Supplied material

*** Block opens ***

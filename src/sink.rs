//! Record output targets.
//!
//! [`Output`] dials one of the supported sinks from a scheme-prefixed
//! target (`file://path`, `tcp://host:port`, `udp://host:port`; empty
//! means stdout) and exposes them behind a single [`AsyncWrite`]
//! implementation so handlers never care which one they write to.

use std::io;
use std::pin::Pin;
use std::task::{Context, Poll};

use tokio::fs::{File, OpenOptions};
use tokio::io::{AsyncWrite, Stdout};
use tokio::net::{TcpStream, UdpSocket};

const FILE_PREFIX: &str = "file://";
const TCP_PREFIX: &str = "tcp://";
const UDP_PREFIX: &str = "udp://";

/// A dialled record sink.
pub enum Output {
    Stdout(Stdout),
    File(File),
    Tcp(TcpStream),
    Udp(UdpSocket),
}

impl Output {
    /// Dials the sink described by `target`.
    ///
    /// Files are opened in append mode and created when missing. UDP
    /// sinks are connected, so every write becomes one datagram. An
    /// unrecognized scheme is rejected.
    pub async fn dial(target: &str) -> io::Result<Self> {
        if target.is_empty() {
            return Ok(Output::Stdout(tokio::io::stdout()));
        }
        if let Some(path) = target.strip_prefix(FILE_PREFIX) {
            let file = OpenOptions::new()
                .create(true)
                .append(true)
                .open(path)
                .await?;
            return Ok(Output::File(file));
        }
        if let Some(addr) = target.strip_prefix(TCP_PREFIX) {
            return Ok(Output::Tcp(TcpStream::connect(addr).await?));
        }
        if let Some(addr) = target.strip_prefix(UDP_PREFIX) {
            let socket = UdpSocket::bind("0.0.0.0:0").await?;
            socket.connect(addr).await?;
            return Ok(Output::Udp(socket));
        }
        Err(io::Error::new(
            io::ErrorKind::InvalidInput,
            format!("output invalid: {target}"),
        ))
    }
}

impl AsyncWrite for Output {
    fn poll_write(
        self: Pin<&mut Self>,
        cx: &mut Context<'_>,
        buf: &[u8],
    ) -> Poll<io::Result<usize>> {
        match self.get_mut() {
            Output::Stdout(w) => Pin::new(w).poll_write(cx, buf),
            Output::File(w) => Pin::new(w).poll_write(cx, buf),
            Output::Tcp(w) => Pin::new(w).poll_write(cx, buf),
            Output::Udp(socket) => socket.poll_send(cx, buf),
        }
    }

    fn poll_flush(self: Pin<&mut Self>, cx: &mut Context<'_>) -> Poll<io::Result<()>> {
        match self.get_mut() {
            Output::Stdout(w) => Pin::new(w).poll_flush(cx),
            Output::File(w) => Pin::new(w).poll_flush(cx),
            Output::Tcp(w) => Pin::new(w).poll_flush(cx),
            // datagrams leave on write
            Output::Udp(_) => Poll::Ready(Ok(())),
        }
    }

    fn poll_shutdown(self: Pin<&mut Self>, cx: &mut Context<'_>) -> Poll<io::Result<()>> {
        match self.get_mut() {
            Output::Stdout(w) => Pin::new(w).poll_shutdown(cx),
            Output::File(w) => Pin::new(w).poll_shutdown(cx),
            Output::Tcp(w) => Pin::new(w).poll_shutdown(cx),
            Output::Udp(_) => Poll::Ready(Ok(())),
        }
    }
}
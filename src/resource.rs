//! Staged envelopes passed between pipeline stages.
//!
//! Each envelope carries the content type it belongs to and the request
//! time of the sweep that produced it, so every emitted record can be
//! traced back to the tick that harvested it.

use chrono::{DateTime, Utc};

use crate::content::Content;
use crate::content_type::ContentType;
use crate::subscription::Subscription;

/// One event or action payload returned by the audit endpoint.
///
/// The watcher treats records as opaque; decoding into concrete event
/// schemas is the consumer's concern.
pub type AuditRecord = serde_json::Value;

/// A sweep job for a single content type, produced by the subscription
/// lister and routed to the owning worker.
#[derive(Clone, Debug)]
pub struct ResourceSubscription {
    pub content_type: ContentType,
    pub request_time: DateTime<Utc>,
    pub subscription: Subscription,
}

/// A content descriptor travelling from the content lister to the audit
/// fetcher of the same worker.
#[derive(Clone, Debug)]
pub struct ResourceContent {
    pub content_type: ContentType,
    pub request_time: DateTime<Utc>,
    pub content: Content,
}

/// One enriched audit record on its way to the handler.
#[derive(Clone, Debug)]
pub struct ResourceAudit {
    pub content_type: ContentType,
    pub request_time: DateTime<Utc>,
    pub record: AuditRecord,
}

*** Block closes ***

Where the word "TcpStream" is present in a line of the listing, copy that line.

Output
use tokio::net::{TcpStream, UdpSocket};
    Tcp(TcpStream),
            return Ok(Output::Tcp(TcpStream::connect(addr).await?));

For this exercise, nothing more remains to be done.